Während sich die Jugend in Frankreich gegen die Einführung Verträge für junge Berufsanfänger massiv wehrt, macht die Jugend im spanischen Staat den Botellón. Dabei hätten sie viel mehr Gründe für Streik und Protest. Was in Frankreich gerade versucht wird, in homöopathischen Dosen einzuführen, zeitigt hier längst Urstände. Unbefristete Verträge gibt es praktisch kaum noch, Zeitverträge, teilweise für Stunden, sind üblich. An der hohen Jugendarbeitslosigkeit ändert das nichts. Sie liegt weit über dem Durchschnitt in der EU (Spanien in der Reformkrise).

Mixtur für den Bottelon in Donostia

Doch statt dagegen auf die Straße zu gehen, versammelt sich die Jugend zum Absaufen auf Plätzen. Der Botellón war und ist dennoch eine Antwort auf die Ausgrenzung der Jugend. Die Preise in Kneipen sind mit der Einführung des Euro 2002 durch das beliebte Aufrunden und einer anhaltend hohen Inflation in die Höhe geschnellt. Die Löhne halten nicht Schritt, die Familien verlieren an Kaufkraft. Dazu kommt die Tatsache, dass viele sich bis über beide Ohren verschuldet haben, um an eine Wohnung zu kommen (Spanien vor Immobiliencrash?). Da bleibt wenig Geld für die traditionelle Kneipenrunde, also trifft man sich auf Straßen und Plätzen. Das Taschengeld reicht noch dafür, sich eine billige Flasche Rotwein zu kaufen und mit klebrigem Cola zum ekligen „Kalimotxo“ zu mixen. Billiger Schnaps oder süße Liköre, beim Discounter für vier Euro zu haben, steigern den Effekt, sind aber nicht geeignet, um die ganze Nacht durchzustehen.

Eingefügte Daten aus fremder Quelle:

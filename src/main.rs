//! trc20-history CLI - collect 2023 USDT transfers for a list of addresses

use clap::Parser;
use indicatif::{ProgressBar, ProgressStyle};
use std::path::PathBuf;
use std::time::Instant;
use tracing_subscriber::{fmt, prelude::*, EnvFilter};
use trc20_history::config::defaults;
use trc20_history::{Collector, Config, RunProgress};

#[derive(Parser)]
#[command(name = "trc20-history")]
#[command(
    version,
    about = "Collect 2023 USDT (TRC20) transfers for a list of Tron addresses"
)]
#[command(after_help = r#"EXAMPLES:
    # Read new_random_addresses.csv, write total_tx_2023.csv
    trc20-history

    # Other files, with a progress bar
    trc20-history -i wallets.csv -o wallets_2023.csv --progress

The input file needs an `Address` column. Failed addresses are logged and
left out of the output; re-run with just those addresses to fill the gaps.
"#)]
struct Cli {
    /// Address list (CSV with an `Address` column)
    #[arg(short, long, default_value = defaults::INPUT_PATH)]
    input: PathBuf,

    /// Output CSV path
    #[arg(short, long, default_value = defaults::OUTPUT_PATH)]
    output: PathBuf,

    /// Show a progress bar instead of per-address progress lines
    #[arg(long)]
    progress: bool,

    /// Increase verbosity (-v, -vv)
    #[arg(short, long, action = clap::ArgAction::Count)]
    verbose: u8,

    /// Only log warnings and errors
    #[arg(short, long)]
    quiet: bool,
}

#[tokio::main]
async fn main() -> anyhow::Result<()> {
    let cli = Cli::parse();

    // Set up logging
    let filter = match (cli.quiet || cli.progress, cli.verbose) {
        (_, 2..) => "trace",
        (_, 1) => "debug",
        (true, 0) => "warn",
        (false, 0) => "info",
    };

    tracing_subscriber::registry()
        .with(fmt::layer().with_target(false).with_writer(std::io::stderr))
        .with(EnvFilter::new(filter))
        .init();

    let config = Config::builder()
        .input_path(&cli.input)
        .output_path(&cli.output)
        .build()?;

    let mut collector = Collector::from_config(config)?;

    // Set up progress bar
    let pb = if cli.progress && !cli.quiet {
        let pb = ProgressBar::new(0);
        pb.set_style(
            ProgressStyle::default_bar()
                .template("{spinner:.green} [{elapsed_precise}] [{bar:40.cyan/blue}] {pos}/{len} ({msg})")?
                .progress_chars("#>-"),
        );
        Some(pb)
    } else {
        None
    };

    if let Some(pb) = pb.clone() {
        collector = collector.with_progress(move |progress: RunProgress| {
            pb.set_length(progress.total as u64);
            pb.set_position((progress.completed + progress.failed) as u64);
            pb.set_message(format!(
                "{:.2}% ok, {} failed, {} rows",
                progress.percent, progress.failed, progress.rows_written
            ));
        });
    }

    let start = Instant::now();
    let report = collector.run_from_files().await?;
    let elapsed = start.elapsed();

    if let Some(ref pb) = pb {
        pb.finish_and_clear();
    }

    for failed in &report.failed {
        tracing::warn!("Omitted {}: {}", failed.address, failed.reason);
    }

    if !cli.quiet {
        eprintln!(
            "Collected {} rows from {}/{} addresses in {:.2}s",
            report.rows_written,
            report.completed,
            report.total,
            elapsed.as_secs_f64()
        );
    }

    Ok(())
}
//! JSON fetchers for the explorer API

use super::RateLimiter;
use crate::config::Config;
use crate::error::{ApiError, Result};
use serde_json::Value;
use std::future::Future;
use std::sync::Arc;

/// Something that turns a URL into a decoded JSON body.
///
/// The paginator only depends on this seam, so tests can stand in a stub API.
pub trait JsonFetch: Send + Sync {
    /// Issue one GET and decode the body
    fn fetch(&self, url: &str) -> impl Future<Output = Result<Value>> + Send;
}

impl<T: JsonFetch> JsonFetch for Arc<T> {
    fn fetch(&self, url: &str) -> impl Future<Output = Result<Value>> + Send {
        (**self).fetch(url)
    }
}

/// Plain reqwest-backed fetcher
#[derive(Debug, Clone)]
pub struct HttpFetcher {
    /// HTTP client
    client: reqwest::Client,
}

impl HttpFetcher {
    /// Create a fetcher; no timeout unless one is configured
    pub fn new(config: &Config) -> Result<Self> {
        let mut builder = reqwest::Client::builder();
        if let Some(timeout) = config.request_timeout {
            builder = builder.timeout(timeout);
        }
        let client = builder.build().map_err(ApiError::Http)?;

        Ok(Self { client })
    }
}

impl JsonFetch for HttpFetcher {
    async fn fetch(&self, url: &str) -> Result<Value> {
        let response = self
            .client
            .get(url)
            .send()
            .await
            .and_then(|r| r.error_for_status())
            .map_err(ApiError::Http)?;

        let json: Value = response.json().await.map_err(ApiError::Http)?;
        Ok(json)
    }
}

/// Wraps a fetcher so every call first takes a slot from its limiter.
///
/// Workers share one instance by reference, so the limit is global to a run.
#[derive(Debug)]
pub struct RateLimitedFetcher<F> {
    inner: F,
    limiter: RateLimiter,
}

impl<F: JsonFetch> RateLimitedFetcher<F> {
    /// Wrap `inner` with a limiter built from the config
    pub fn new(inner: F, config: &Config) -> Self {
        Self {
            inner,
            limiter: RateLimiter::new(config.calls_per_window, config.rate_window),
        }
    }
}

impl<F: JsonFetch> JsonFetch for RateLimitedFetcher<F> {
    async fn fetch(&self, url: &str) -> Result<Value> {
        self.limiter.acquire().await;
        self.inner.fetch(url).await
    }
}
//! Run driver: owns the output and the progress counter

use crate::api::{HttpFetcher, JsonFetch, RateLimitedFetcher};
use crate::config::Config;
use crate::error::Result;
use crate::input::read_addresses;
use crate::output::{create_writer, OutputWriter};
use crate::paginator::AddressOutcome;
use crate::pool::run_pool;
use tokio::sync::mpsc;

/// Progress callback type
pub type ProgressCallback = Box<dyn Fn(RunProgress) + Send + Sync>;

/// Progress after an address finished
#[derive(Debug, Clone, PartialEq)]
pub struct RunProgress {
    /// Addresses completed successfully
    pub completed: usize,
    /// Addresses abandoned
    pub failed: usize,
    /// Addresses in the run
    pub total: usize,
    /// Rows written so far
    pub rows_written: u64,
    /// Share of addresses completed successfully
    pub percent: f64,
}

/// An address whose transfers were omitted from the output
#[derive(Debug, Clone, PartialEq, Eq)]
pub struct FailedAddress {
    pub address: String,
    pub reason: String,
}

/// Summary of a finished run
#[derive(Debug, Clone, Default, PartialEq, Eq)]
pub struct RunReport {
    /// Addresses in the run
    pub total: usize,
    /// Addresses completed successfully
    pub completed: usize,
    /// Rows written, header excluded
    pub rows_written: u64,
    /// Addresses that failed, in the order they finished
    pub failed: Vec<FailedAddress>,
}

impl RunReport {
    /// True when no address failed
    pub fn is_complete(&self) -> bool {
        self.failed.is_empty()
    }
}

/// Collects transfer history for a list of addresses into one output
pub struct Collector<F> {
    /// Configuration
    config: Config,
    /// Page fetcher shared by all workers
    fetcher: F,
    /// Progress callback
    progress_callback: Option<ProgressCallback>,
}

impl Collector<RateLimitedFetcher<HttpFetcher>> {
    /// Collector talking to the live API through the shared rate limiter
    pub fn from_config(config: Config) -> Result<Self> {
        let http = HttpFetcher::new(&config)?;
        let fetcher = RateLimitedFetcher::new(http, &config);
        Ok(Self::new(config, fetcher))
    }
}

impl<F: JsonFetch> Collector<F> {
    /// Create a collector over any fetcher
    pub fn new(config: Config, fetcher: F) -> Self {
        Self {
            config,
            fetcher,
            progress_callback: None,
        }
    }

    /// Set progress callback
    pub fn with_progress<C>(mut self, callback: C) -> Self
    where
        C: Fn(RunProgress) + Send + Sync + 'static,
    {
        self.progress_callback = Some(Box::new(callback));
        self
    }

    /// Read the configured address list and write to the configured output
    pub async fn run_from_files(&self) -> Result<RunReport> {
        let addresses = read_addresses(&self.config.input_path)?;
        let writer = create_writer(&self.config.output_path)?;

        tracing::info!(
            "Collecting {} addresses into {}",
            addresses.len(),
            self.config.output_path.display()
        );

        self.run(addresses, writer).await
    }

    /// Process every address and write completed ones to `writer`.
    ///
    /// The writer and counters are owned by a single aggregator that receives
    /// finished addresses from the pool, so rows of one address are always
    /// contiguous. Failed addresses never abort the run; they are listed in
    /// the returned report. Only an output error ends the run early, and it
    /// does so at once, without waiting for workers still paging or cooling
    /// down.
    pub async fn run(
        &self,
        addresses: Vec<String>,
        writer: Box<dyn OutputWriter>,
    ) -> Result<RunReport> {
        let (tx, rx) = mpsc::channel(self.config.pool_size);

        let aggregator = Aggregator {
            writer,
            report: RunReport {
                total: addresses.len(),
                ..Default::default()
            },
            callback: self.progress_callback.as_ref(),
        };

        let pool = run_pool(&self.fetcher, &self.config, addresses, tx);
        let aggregate = aggregator.run(rx);
        tokio::pin!(pool, aggregate);

        // An output error drops the pool, cancelling in-flight pages and cooldowns
        let report = tokio::select! {
            report = &mut aggregate => report?,
            () = &mut pool => aggregate.await?,
        };
        tracing::info!(
            "Finished: {}/{} addresses, {} rows, {} failed",
            report.completed,
            report.total,
            report.rows_written,
            report.failed.len()
        );
        Ok(report)
    }
}

/// Sole owner of the writer and the counters
struct Aggregator<'a> {
    writer: Box<dyn OutputWriter>,
    report: RunReport,
    callback: Option<&'a ProgressCallback>,
}

impl Aggregator<'_> {
    async fn run(mut self, mut rx: mpsc::Receiver<AddressOutcome>) -> Result<RunReport> {
        while let Some(outcome) = rx.recv().await {
            self.handle(outcome)?;
        }

        self.writer.finalize()?;
        Ok(self.report)
    }

    fn handle(&mut self, outcome: AddressOutcome) -> Result<()> {
        match outcome {
            AddressOutcome::Completed { records, .. } => {
                self.writer.write_records(&records)?;
                self.report.rows_written += records.len() as u64;
                self.report.completed += 1;

                let progress = self.progress();
                tracing::info!(
                    "Progress {:.2}%  ({}/{})",
                    progress.percent,
                    progress.completed,
                    progress.total
                );
                if let Some(cb) = self.callback {
                    cb(progress);
                }
            }
            AddressOutcome::Failed { address, reason } => {
                tracing::error!("Error occurred in address {}: {}", address, reason);
                self.report.failed.push(FailedAddress { address, reason });

                if let Some(cb) = self.callback {
                    cb(self.progress());
                }
            }
        }

        Ok(())
    }

    fn progress(&self) -> RunProgress {
        let total = self.report.total;
        RunProgress {
            completed: self.report.completed,
            failed: self.report.failed.len(),
            total,
            rows_written: self.report.rows_written,
            percent: if total > 0 {
                self.report.completed as f64 / total as f64 * 100.0
            } else {
                0.0
            },
        }
    }
}
//! Explorer API access: request building, throttling, fetching

mod client;
mod limiter;
mod query;

pub use client::{HttpFetcher, JsonFetch, RateLimitedFetcher};
pub use limiter::RateLimiter;
pub use query::TransferQuery;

Seit Jahren gibt es das Phänomen des Botellón. Die konservative Volkspartei (PP) rannte in ihrer Regierungszeit, in Tradition mit Don Quijote, gegen die Windmühle an. Statt sich den Ursachen zu widmen, versuchte sie erfolglos das Phänomen so zu bekämpfen, wie sie fast jedem sozialen oder politischen Phänomen begegnet, das ihr nicht passt (Spanien will den Botellón verbieten). Der Botellón wurde schließlich verboten und man ließ die Polizeigewalt auf die Jugend los, die sich an den Wochenenden auf öffentlichen Plätzen vieler Städte traf (Madrider Polizei verhindert Macrobotellón).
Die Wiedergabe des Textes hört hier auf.